__WHAT YOU ARE ASKED TO DO__: Below are entries to return in full. Keep each one exact.
* * * * *
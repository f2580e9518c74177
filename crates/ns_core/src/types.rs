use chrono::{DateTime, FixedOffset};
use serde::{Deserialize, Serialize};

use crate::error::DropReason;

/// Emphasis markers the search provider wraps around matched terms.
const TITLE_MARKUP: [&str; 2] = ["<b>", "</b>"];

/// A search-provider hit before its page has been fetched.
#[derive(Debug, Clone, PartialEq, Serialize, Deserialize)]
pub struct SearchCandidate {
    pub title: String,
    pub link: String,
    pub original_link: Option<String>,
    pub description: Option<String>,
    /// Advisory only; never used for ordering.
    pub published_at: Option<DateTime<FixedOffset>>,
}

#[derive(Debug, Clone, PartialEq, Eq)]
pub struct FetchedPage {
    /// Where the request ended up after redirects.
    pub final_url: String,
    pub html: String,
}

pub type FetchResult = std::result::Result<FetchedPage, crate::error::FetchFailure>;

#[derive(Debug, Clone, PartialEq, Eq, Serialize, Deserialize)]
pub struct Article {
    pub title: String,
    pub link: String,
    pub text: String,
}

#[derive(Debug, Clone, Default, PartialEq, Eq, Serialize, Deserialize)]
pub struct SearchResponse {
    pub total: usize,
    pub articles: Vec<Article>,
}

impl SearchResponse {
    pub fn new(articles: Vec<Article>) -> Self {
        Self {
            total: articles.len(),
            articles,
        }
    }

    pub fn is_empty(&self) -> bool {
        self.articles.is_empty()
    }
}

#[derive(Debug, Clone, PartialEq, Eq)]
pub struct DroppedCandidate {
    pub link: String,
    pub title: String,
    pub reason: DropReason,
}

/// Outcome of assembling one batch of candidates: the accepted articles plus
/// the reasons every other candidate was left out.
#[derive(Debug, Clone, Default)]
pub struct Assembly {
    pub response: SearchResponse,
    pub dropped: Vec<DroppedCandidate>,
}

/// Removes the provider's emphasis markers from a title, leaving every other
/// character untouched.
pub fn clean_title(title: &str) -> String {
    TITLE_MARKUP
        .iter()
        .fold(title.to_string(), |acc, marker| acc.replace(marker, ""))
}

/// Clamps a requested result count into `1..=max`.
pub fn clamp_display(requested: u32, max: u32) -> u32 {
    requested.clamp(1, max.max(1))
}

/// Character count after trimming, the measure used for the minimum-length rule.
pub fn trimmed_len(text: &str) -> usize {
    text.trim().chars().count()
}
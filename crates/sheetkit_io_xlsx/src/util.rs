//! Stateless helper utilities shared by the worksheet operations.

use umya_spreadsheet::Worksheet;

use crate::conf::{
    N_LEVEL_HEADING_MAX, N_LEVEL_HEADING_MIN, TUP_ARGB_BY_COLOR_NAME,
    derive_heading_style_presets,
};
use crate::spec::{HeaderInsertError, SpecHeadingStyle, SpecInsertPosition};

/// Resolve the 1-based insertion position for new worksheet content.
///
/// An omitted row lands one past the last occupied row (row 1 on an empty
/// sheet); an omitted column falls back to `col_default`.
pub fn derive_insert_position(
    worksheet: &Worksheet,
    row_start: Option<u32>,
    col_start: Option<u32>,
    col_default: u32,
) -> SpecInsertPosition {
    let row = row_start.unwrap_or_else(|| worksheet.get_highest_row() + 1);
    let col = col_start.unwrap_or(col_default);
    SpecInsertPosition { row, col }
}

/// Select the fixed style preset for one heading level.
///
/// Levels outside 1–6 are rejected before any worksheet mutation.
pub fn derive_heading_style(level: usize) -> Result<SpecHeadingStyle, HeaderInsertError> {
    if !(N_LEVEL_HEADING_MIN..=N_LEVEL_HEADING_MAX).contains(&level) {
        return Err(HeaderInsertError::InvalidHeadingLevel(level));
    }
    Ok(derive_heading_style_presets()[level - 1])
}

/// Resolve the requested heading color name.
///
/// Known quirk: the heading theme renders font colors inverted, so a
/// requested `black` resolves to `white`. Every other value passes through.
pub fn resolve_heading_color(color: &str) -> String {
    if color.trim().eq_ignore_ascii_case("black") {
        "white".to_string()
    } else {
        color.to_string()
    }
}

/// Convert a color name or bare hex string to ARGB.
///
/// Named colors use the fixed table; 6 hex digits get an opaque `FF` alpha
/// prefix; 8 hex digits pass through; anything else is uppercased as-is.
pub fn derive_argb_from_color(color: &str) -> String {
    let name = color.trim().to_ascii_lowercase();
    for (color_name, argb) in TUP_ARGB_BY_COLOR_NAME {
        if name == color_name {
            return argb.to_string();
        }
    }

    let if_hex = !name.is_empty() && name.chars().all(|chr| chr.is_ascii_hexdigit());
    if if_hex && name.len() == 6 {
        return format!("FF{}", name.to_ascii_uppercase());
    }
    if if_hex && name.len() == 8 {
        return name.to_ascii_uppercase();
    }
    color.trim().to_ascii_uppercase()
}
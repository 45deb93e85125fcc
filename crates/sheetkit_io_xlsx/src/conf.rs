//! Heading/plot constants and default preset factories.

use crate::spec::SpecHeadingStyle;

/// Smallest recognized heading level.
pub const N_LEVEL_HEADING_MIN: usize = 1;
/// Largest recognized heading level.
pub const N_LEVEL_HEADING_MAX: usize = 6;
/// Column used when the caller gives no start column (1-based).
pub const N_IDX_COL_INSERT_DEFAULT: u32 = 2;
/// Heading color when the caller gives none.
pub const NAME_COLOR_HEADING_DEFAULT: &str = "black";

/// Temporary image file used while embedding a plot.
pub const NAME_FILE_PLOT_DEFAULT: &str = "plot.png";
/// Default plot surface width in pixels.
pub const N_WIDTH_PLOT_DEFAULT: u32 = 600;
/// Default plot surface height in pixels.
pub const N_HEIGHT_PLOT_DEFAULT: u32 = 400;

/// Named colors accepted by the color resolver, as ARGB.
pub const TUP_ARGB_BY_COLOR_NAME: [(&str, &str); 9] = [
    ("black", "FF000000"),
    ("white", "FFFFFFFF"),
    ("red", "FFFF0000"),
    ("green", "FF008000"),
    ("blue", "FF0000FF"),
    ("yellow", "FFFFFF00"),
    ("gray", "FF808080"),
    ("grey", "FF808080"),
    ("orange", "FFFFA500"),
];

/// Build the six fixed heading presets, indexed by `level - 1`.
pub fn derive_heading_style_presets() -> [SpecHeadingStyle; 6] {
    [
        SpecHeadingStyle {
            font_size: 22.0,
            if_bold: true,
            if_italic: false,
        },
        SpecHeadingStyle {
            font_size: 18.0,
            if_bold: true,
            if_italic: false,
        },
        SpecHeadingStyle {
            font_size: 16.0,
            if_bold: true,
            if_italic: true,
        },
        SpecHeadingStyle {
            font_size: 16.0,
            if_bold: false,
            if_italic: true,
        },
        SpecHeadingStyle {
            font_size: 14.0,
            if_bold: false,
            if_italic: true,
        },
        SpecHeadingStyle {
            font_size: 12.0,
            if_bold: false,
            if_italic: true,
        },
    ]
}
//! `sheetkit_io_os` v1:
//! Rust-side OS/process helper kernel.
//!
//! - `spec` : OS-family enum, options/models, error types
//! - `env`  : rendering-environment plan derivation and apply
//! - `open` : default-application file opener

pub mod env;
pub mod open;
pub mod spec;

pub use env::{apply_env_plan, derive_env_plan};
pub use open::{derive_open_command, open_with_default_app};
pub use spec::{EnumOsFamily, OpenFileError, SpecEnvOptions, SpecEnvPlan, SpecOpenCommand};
* * * * *
__OUTPUT__:
repository f2580e9518c74177
filename crates/ns_core/src/types.rs
use chrono::{DateTime, FixedOffset};
use serde::{Deserialize, Serialize};

use crate::error::DropReason;

/// Emphasis markers the search provider wraps around matched terms.
const TITLE_MARKUP: [&str; 2] = ["<b>", "</b>"];

/// A search-provider hit before its page has been fetched.
#[derive(Debug, Clone, PartialEq, Serialize, Deserialize)]
pub struct SearchCandidate {
    pub title: String,
    pub link: String,
    pub original_link: Option<String>,
    pub description: Option<String>,
    /// Advisory only; never used for ordering.
    pub published_at: Option<DateTime<FixedOffset>>,
}

#[derive(Debug, Clone, PartialEq, Eq)]
pub struct FetchedPage {
    /// Where the request ended up after redirects.
    pub final_url: String,
    pub html: String,
}

pub type FetchResult = std::result::Result<FetchedPage, crate::error::FetchFailure>;

#[derive(Debug, Clone, PartialEq, Eq, Serialize, Deserialize)]
pub struct Article {
    pub title: String,
    pub link: String,
    pub text: String,
}

#[derive(Debug, Clone, Default, PartialEq, Eq, Serialize, Deserialize)]
pub struct SearchResponse {
    pub total: usize,
    pub articles: Vec<Article>,
}

impl SearchResponse {
    pub fn new(articles: Vec<Article>) -> Self {
        Self {
            total: articles.len(),
            articles,
        }
    }

    pub fn is_empty(&self) -> bool {
        self.articles.is_empty()
    }
}

#[derive(Debug, Clone, PartialEq, Eq)]
pub struct DroppedCandidate {
    pub link: String,
    pub title: String,
    pub reason: DropReason,
}

/// Outcome of assembling one batch of candidates: the accepted articles plus
/// the reasons every other candidate was left out.
#[derive(Debug, Clone, Default)]
pub struct Assembly {
    pub response: SearchResponse,
    pub dropped: Vec<DroppedCandidate>,
}

/// Removes the provider's emphasis markers from a title, leaving every other
/// character untouched.
pub fn clean_title(title: &str) -> String {
    TITLE_MARKUP
        .iter()
        .fold(title.to_string(), |acc, marker| acc.replace(marker, ""))
}

/// Clamps a requested result count into `1..=max`.
pub fn clamp_display(requested: u32, max: u32) -> u32 {
    requested.clamp(1, max.max(1))
}

/// Character count after trimming, the measure used for the minimum-length rule.
pub fn trimmed_len(text: &str) -> usize {
    text.trim().chars().count()
}
filename crates/sheetkit_io_xlsx/src/util.rs
//! Stateless helper utilities shared by the worksheet operations.

use umya_spreadsheet::Worksheet;

use crate::conf::{
    N_LEVEL_HEADING_MAX, N_LEVEL_HEADING_MIN, TUP_ARGB_BY_COLOR_NAME,
    derive_heading_style_presets,
};
use crate::spec::{HeaderInsertError, SpecHeadingStyle, SpecInsertPosition};

/// Resolve the 1-based insertion position for new worksheet content.
///
/// An omitted row lands one past the last occupied row (row 1 on an empty
/// sheet); an omitted column falls back to `col_default`.
pub fn derive_insert_position(
    worksheet: &Worksheet,
    row_start: Option<u32>,
    col_start: Option<u32>,
    col_default: u32,
) -> SpecInsertPosition {
    let row = row_start.unwrap_or_else(|| worksheet.get_highest_row() + 1);
    let col = col_start.unwrap_or(col_default);
    SpecInsertPosition { row, col }
}

/// Select the fixed style preset for one heading level.
///
/// Levels outside 1–6 are rejected before any worksheet mutation.
pub fn derive_heading_style(level: usize) -> Result<SpecHeadingStyle, HeaderInsertError> {
    if !(N_LEVEL_HEADING_MIN..=N_LEVEL_HEADING_MAX).contains(&level) {
        return Err(HeaderInsertError::InvalidHeadingLevel(level));
    }
    Ok(derive_heading_style_presets()[level - 1])
}

/// Resolve the requested heading color name.
///
/// Known quirk: the heading theme renders font colors inverted, so a
/// requested `black` resolves to `white`. Every other value passes through.
pub fn resolve_heading_color(color: &str) -> String {
    if color.trim().eq_ignore_ascii_case("black") {
        "white".to_string()
    } else {
        color.to_string()
    }
}

/// Convert a color name or bare hex string to ARGB.
///
/// Named colors use the fixed table; 6 hex digits get an opaque `FF` alpha
/// prefix; 8 hex digits pass through; anything else is uppercased as-is.
pub fn derive_argb_from_color(color: &str) -> String {
    let name = color.trim().to_ascii_lowercase();
    for (color_name, argb) in TUP_ARGB_BY_COLOR_NAME {
        if name == color_name {
            return argb.to_string();
        }
    }

    let if_hex = !name.is_empty() && name.chars().all(|chr| chr.is_ascii_hexdigit());
    if if_hex && name.len() == 6 {
        return format!("FF{}", name.to_ascii_uppercase());
    }
    if if_hex && name.len() == 8 {
        return name.to_ascii_uppercase();
    }
    color.trim().to_ascii_uppercase()
}
repository 45deb93e85125fcc
filename crates/sheetkit_io_xlsx/src/conf.rs
//! Heading/plot constants and default preset factories.

use crate::spec::SpecHeadingStyle;

/// Smallest recognized heading level.
pub const N_LEVEL_HEADING_MIN: usize = 1;
/// Largest recognized heading level.
pub const N_LEVEL_HEADING_MAX: usize = 6;
/// Column used when the caller gives no start column (1-based).
pub const N_IDX_COL_INSERT_DEFAULT: u32 = 2;
/// Heading color when the caller gives none.
pub const NAME_COLOR_HEADING_DEFAULT: &str = "black";

/// Temporary image file used while embedding a plot.
pub const NAME_FILE_PLOT_DEFAULT: &str = "plot.png";
/// Default plot surface width in pixels.
pub const N_WIDTH_PLOT_DEFAULT: u32 = 600;
/// Default plot surface height in pixels.
pub const N_HEIGHT_PLOT_DEFAULT: u32 = 400;

/// Named colors accepted by the color resolver, as ARGB.
pub const TUP_ARGB_BY_COLOR_NAME: [(&str, &str); 9] = [
    ("black", "FF000000"),
    ("white", "FFFFFFFF"),
    ("red", "FFFF0000"),
    ("green", "FF008000"),
    ("blue", "FF0000FF"),
    ("yellow", "FFFFFF00"),
    ("gray", "FF808080"),
    ("grey", "FF808080"),
    ("orange", "FFFFA500"),
];

/// Build the six fixed heading presets, indexed by `level - 1`.
pub fn derive_heading_style_presets() -> [SpecHeadingStyle; 6] {
    [
        SpecHeadingStyle {
            font_size: 22.0,
            if_bold: true,
            if_italic: false,
        },
        SpecHeadingStyle {
            font_size: 18.0,
            if_bold: true,
            if_italic: false,
        },
        SpecHeadingStyle {
            font_size: 16.0,
            if_bold: true,
            if_italic: true,
        },
        SpecHeadingStyle {
            font_size: 16.0,
            if_bold: false,
            if_italic: true,
        },
        SpecHeadingStyle {
            font_size: 14.0,
            if_bold: false,
            if_italic: true,
        },
        SpecHeadingStyle {
            font_size: 12.0,
            if_bold: false,
            if_italic: true,
        },
    ]
}
//! `sheetkit_io_os` v1:
//! Rust-side OS/process helper kernel.
//!
//! - `spec` : OS-family enum, options/models, error types
//! - `env`  : rendering-environment plan derivation and apply
//! - `open` : default-application file opener

pub mod env;
pub mod open;
pub mod spec;

pub use env::{apply_env_plan, derive_env_plan};
pub use open::{derive_open_command, open_with_default_app};
pub use spec::{EnumOsFamily, OpenFileError, SpecEnvOptions, SpecEnvPlan, SpecOpenCommand};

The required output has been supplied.